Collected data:

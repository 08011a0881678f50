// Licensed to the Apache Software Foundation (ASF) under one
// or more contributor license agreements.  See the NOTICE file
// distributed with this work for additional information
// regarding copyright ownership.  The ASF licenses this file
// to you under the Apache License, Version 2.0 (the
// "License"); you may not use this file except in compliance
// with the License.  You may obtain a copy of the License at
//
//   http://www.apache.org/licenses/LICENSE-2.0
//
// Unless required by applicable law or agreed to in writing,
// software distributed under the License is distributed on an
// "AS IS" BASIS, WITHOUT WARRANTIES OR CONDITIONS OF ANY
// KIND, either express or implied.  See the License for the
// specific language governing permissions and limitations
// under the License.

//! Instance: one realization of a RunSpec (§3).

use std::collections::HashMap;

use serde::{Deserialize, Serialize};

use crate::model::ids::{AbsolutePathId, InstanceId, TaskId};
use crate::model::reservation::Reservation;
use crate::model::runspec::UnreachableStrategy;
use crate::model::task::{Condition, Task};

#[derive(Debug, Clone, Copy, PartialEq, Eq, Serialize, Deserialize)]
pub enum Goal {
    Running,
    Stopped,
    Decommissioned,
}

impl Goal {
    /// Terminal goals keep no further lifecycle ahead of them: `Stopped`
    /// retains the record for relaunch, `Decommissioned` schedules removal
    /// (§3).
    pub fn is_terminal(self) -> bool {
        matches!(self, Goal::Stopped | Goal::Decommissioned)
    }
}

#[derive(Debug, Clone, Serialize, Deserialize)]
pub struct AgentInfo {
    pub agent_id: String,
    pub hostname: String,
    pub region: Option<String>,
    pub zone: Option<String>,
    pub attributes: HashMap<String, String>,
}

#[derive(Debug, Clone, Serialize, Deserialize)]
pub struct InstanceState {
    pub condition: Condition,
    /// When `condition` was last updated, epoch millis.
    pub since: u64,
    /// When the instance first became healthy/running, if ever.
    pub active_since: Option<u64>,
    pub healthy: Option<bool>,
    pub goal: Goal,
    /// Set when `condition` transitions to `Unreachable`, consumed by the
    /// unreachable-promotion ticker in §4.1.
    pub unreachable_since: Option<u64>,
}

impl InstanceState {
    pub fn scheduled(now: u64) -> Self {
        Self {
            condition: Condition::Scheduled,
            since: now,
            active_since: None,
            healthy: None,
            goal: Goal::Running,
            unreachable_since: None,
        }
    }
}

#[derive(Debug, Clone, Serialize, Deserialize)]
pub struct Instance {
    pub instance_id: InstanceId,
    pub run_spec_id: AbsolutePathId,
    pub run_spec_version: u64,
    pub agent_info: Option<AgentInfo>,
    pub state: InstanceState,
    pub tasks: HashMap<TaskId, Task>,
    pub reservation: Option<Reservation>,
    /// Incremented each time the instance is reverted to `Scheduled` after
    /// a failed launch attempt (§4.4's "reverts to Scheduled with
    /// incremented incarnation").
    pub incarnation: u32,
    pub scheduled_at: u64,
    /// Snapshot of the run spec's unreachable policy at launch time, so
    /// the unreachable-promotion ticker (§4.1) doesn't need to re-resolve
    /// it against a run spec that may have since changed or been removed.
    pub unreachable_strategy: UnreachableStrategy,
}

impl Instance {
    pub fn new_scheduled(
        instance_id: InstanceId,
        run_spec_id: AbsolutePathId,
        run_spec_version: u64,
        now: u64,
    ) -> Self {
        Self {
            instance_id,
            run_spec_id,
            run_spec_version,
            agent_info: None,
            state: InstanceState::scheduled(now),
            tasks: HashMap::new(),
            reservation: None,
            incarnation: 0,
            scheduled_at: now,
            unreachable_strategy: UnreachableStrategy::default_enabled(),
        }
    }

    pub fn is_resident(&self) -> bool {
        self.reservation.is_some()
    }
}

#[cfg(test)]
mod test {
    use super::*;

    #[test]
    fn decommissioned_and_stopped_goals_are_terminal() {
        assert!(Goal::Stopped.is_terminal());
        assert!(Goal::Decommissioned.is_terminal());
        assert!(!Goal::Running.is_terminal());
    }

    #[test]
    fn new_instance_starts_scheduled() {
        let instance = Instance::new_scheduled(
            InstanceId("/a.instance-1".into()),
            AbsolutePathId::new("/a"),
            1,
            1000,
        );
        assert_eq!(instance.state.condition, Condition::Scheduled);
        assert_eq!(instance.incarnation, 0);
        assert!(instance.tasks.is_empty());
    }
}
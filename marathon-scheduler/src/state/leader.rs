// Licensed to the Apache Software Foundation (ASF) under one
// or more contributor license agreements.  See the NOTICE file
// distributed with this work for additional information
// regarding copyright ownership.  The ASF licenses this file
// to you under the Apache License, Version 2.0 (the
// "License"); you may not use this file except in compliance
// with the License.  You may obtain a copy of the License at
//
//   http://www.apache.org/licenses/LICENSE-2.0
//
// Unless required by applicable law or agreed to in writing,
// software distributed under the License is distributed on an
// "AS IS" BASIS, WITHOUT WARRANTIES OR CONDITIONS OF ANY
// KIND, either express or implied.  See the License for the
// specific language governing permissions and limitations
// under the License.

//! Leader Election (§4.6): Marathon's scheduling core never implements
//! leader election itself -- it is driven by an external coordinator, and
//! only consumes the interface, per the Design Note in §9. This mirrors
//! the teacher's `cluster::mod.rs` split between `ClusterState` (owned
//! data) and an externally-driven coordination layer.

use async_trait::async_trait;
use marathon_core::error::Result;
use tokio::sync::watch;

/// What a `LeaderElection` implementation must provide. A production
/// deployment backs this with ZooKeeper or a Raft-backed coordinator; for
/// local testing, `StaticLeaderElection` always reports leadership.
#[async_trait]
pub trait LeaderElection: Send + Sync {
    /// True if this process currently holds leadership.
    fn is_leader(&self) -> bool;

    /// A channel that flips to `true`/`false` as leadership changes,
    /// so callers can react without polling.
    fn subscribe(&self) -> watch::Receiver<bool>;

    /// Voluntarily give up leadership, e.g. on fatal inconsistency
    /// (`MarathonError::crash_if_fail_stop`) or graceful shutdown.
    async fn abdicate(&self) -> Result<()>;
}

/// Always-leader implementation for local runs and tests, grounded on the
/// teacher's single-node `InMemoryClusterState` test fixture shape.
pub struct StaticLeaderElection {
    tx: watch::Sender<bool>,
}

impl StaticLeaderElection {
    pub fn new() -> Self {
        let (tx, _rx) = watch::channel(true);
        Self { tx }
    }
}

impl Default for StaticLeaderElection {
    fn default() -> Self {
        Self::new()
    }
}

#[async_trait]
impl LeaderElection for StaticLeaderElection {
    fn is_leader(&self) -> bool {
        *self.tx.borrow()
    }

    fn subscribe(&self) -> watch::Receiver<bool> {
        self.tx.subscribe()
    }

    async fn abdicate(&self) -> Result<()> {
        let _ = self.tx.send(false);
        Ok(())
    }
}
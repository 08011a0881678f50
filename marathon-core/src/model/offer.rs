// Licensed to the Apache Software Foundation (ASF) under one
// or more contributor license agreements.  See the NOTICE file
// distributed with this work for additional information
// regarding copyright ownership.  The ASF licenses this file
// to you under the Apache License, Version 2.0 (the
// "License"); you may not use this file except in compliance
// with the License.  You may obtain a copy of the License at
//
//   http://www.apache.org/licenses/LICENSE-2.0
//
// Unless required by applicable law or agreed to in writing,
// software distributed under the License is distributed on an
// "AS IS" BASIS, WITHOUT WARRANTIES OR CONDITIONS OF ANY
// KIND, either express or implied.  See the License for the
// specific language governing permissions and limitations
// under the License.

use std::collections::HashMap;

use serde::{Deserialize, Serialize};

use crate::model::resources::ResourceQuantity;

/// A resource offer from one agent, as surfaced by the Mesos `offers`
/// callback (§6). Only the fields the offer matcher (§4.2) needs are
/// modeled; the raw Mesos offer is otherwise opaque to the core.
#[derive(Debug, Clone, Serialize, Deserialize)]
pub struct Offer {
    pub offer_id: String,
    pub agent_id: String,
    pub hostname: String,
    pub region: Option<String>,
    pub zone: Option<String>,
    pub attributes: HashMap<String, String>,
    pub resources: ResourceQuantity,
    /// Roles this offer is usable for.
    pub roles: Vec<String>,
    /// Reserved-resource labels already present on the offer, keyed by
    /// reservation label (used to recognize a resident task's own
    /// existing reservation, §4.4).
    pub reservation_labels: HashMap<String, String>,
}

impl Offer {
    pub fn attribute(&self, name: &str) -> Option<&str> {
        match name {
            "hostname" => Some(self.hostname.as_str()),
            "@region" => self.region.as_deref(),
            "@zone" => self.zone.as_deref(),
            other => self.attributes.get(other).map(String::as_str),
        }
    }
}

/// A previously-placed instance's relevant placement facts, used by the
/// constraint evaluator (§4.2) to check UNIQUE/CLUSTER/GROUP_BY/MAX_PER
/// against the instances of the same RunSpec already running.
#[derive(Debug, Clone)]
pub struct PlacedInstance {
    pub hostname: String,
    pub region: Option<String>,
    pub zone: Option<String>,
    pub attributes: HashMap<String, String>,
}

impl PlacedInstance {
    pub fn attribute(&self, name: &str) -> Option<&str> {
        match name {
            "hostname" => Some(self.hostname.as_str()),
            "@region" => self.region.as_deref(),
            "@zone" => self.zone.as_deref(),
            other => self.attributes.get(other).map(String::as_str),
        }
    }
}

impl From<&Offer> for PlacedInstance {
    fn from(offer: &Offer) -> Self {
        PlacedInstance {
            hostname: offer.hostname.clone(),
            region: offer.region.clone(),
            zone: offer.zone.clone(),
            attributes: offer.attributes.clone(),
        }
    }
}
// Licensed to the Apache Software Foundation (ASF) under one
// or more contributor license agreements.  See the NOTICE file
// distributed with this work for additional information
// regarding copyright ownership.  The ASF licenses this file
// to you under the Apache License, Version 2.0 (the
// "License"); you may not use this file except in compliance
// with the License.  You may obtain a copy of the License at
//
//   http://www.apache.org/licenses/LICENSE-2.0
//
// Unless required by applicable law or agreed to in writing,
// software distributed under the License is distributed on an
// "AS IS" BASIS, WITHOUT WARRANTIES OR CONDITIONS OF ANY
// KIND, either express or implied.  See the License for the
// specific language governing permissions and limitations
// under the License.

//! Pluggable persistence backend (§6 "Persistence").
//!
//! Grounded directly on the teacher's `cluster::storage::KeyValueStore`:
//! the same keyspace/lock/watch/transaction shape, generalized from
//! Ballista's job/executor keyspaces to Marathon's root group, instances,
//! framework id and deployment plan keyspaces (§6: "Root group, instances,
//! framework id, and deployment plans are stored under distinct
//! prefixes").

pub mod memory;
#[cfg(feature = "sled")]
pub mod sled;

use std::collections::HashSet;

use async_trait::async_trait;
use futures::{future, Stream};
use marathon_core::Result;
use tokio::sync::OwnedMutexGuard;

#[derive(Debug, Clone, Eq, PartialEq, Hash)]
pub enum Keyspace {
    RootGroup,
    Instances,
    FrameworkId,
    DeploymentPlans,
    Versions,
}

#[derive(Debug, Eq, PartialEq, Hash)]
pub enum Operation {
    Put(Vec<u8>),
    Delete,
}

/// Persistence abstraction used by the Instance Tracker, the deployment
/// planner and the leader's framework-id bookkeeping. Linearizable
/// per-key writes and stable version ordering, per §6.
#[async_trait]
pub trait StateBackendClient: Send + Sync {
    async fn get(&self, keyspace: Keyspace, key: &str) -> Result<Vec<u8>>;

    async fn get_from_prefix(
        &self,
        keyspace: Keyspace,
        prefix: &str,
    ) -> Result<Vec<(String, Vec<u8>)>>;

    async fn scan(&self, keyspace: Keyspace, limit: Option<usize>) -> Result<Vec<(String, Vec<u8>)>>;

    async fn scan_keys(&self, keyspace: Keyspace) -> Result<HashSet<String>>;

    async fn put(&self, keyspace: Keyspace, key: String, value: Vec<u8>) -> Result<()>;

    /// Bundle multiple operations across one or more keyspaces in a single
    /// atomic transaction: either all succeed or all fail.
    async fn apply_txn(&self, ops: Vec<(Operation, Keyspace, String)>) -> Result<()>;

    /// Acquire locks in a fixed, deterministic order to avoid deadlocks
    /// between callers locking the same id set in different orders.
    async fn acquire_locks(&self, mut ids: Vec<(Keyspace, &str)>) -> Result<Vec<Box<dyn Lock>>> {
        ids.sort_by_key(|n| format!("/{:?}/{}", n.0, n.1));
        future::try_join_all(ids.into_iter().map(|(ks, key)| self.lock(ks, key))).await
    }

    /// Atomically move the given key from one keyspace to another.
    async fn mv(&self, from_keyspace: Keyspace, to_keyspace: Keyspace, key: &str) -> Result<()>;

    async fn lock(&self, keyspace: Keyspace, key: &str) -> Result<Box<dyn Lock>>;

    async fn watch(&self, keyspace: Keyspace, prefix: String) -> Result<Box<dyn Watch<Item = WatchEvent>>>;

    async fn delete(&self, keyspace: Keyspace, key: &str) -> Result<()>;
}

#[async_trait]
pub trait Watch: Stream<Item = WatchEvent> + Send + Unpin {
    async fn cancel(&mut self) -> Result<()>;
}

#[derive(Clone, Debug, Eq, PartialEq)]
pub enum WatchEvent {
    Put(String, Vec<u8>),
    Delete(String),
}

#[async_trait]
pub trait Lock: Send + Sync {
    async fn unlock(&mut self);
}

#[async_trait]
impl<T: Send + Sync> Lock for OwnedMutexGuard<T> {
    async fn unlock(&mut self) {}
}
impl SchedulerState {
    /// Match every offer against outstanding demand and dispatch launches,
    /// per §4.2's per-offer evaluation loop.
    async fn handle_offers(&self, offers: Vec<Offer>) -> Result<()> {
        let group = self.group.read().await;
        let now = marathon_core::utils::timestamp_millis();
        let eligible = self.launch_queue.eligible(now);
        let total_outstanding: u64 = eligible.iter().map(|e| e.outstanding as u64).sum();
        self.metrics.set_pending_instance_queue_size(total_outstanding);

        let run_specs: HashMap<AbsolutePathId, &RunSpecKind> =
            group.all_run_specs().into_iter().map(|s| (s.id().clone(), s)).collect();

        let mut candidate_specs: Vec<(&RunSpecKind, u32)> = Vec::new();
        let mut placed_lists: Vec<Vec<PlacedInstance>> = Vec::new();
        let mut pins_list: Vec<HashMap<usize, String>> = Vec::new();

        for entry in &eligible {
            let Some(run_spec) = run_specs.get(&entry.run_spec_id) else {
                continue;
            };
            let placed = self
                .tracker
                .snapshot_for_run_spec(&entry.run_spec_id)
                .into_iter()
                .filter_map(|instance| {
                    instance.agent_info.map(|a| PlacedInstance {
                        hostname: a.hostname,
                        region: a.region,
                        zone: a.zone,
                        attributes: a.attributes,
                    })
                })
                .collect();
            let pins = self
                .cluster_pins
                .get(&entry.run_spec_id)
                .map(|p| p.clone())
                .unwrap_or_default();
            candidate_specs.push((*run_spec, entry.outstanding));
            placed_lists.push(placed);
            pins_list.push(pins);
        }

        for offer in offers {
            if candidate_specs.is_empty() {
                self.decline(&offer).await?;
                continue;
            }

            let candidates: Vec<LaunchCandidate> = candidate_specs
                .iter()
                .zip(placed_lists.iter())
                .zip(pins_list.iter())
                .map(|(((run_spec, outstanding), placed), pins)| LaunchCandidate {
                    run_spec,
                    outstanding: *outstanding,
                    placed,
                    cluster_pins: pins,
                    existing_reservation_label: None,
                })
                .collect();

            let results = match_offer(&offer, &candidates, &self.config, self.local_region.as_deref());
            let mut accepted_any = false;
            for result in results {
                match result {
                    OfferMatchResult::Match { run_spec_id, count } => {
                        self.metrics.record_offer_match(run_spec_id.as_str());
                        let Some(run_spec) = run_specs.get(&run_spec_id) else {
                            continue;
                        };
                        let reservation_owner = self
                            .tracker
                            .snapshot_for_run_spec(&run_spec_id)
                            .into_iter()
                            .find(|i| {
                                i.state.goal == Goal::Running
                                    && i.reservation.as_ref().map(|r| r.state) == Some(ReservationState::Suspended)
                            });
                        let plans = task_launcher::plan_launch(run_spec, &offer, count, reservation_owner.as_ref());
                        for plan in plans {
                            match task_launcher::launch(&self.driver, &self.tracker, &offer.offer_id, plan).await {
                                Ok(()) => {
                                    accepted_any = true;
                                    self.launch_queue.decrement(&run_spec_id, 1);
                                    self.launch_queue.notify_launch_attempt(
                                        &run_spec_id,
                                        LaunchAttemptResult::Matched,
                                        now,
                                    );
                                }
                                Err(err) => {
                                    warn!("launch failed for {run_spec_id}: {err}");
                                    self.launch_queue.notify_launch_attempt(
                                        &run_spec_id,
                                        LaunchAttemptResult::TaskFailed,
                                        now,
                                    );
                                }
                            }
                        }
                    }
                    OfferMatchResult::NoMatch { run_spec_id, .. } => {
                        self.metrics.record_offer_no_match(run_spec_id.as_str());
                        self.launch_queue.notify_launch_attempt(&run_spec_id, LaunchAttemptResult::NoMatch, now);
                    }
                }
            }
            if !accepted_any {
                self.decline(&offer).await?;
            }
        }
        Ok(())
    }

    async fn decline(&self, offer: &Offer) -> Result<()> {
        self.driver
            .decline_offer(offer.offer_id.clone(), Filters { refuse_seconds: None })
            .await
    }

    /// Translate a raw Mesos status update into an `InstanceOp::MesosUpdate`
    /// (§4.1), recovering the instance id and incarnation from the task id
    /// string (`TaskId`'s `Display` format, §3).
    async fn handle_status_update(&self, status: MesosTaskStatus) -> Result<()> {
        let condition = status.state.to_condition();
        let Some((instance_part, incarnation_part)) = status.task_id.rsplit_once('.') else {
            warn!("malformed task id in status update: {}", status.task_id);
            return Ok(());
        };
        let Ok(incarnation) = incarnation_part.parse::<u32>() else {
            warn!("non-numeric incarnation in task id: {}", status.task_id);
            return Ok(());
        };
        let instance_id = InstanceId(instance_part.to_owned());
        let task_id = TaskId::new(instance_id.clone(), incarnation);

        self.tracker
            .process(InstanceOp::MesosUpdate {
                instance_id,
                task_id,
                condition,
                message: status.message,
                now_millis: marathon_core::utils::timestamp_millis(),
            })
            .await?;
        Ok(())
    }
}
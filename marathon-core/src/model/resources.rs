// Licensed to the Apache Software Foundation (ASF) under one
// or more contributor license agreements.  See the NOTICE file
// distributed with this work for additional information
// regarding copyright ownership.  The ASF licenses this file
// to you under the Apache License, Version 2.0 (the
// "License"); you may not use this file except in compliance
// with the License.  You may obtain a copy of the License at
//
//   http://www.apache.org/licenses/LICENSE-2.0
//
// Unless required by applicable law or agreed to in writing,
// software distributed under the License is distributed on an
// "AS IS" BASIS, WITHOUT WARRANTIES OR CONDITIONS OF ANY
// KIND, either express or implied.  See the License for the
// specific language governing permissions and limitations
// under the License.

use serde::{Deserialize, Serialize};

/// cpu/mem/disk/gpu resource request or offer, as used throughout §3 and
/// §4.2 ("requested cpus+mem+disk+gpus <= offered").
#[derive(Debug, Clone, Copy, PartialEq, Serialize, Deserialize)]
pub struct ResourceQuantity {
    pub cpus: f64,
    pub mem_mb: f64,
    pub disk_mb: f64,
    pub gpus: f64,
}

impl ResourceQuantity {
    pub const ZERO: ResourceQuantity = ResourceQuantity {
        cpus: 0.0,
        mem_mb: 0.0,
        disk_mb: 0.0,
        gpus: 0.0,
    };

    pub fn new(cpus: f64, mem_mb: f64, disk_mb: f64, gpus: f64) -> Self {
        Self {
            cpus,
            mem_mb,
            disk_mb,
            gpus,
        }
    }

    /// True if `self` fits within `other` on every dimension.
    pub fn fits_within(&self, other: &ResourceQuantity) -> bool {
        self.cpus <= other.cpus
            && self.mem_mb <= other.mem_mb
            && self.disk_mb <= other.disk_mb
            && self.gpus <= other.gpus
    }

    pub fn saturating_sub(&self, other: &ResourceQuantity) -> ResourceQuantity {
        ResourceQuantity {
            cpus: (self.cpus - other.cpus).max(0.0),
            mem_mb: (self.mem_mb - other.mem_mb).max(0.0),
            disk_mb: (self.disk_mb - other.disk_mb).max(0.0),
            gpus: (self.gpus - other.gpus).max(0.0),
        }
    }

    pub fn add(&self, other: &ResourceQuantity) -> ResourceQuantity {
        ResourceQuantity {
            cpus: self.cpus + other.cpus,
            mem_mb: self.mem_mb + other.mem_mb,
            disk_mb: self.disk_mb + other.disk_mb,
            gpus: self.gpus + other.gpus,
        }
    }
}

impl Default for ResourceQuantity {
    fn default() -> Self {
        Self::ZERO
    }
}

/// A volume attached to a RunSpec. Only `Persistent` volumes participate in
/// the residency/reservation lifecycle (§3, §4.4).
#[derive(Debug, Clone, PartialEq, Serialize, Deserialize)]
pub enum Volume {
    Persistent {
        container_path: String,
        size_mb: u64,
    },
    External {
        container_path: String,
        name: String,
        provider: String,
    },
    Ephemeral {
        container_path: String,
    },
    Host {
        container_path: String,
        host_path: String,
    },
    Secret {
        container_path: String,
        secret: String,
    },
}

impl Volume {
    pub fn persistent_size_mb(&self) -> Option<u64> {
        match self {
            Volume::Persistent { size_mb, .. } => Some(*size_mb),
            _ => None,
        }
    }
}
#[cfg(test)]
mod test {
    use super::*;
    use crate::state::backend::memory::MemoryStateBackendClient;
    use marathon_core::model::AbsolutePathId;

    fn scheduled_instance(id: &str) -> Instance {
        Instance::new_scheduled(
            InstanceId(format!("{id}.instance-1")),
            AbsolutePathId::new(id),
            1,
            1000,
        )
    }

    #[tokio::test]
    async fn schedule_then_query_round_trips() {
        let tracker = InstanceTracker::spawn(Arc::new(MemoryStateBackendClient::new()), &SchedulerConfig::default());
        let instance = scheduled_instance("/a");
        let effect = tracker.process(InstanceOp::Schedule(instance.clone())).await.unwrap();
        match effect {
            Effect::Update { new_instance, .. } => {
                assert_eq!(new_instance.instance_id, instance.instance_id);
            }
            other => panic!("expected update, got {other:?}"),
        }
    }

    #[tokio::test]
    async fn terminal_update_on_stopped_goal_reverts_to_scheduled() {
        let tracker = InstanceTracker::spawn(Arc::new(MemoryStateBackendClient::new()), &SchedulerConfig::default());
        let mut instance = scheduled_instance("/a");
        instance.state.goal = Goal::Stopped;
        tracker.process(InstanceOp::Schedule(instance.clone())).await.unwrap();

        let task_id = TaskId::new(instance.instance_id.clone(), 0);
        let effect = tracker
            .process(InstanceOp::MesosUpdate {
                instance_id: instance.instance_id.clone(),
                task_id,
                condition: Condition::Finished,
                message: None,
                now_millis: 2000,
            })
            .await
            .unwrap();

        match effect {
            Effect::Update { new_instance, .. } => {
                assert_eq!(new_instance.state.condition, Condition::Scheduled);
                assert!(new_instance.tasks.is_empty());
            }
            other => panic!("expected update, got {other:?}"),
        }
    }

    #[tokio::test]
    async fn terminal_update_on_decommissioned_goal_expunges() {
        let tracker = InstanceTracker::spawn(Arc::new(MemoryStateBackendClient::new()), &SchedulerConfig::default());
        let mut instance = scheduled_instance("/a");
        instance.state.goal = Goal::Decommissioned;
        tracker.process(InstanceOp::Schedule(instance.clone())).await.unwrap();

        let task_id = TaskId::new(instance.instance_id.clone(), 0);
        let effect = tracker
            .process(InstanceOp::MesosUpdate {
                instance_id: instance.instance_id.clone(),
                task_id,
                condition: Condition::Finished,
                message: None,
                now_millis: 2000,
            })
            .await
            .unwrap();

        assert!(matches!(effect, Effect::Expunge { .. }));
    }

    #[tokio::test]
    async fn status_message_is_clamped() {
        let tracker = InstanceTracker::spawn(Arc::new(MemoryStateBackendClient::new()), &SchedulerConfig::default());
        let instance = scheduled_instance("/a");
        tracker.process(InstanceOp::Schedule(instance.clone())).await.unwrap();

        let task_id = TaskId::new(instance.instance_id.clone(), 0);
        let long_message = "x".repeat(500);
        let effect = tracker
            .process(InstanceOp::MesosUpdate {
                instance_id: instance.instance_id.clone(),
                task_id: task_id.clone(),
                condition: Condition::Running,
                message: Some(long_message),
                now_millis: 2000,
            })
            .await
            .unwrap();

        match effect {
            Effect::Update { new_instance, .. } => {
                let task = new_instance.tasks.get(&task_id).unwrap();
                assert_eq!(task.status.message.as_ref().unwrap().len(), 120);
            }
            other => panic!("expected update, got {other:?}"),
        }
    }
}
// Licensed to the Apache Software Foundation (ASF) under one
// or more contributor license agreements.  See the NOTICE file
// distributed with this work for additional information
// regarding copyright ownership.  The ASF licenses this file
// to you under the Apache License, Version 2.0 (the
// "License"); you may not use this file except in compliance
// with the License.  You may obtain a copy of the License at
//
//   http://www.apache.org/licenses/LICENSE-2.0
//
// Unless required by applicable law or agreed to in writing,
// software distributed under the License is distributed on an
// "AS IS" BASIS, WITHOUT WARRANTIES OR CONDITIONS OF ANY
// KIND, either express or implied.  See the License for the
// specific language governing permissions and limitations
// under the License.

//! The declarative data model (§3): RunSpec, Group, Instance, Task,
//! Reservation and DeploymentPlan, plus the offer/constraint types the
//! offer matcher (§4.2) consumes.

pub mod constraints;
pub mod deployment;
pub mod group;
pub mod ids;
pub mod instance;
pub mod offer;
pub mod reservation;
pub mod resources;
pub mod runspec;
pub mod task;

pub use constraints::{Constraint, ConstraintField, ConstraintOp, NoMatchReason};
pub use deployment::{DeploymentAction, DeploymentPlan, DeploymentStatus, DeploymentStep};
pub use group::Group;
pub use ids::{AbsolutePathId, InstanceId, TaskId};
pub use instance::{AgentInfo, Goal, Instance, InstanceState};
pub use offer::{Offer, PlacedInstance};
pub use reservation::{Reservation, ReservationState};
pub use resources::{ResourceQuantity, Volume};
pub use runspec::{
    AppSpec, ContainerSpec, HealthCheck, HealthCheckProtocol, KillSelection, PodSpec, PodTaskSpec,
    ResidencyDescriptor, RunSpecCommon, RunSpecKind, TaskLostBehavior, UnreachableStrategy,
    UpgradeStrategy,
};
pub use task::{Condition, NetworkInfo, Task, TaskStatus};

TASK DIRECTIONS: Reproduce every line from the preceding data in which the word "teacher" can be found.

TASK OUTPUT:
//! the teacher's `cluster::mod.rs` split between `ClusterState` (owned
/// teacher's single-node `InMemoryClusterState` test fixture shape.
//! Grounded directly on the teacher's `cluster::storage::KeyValueStore`:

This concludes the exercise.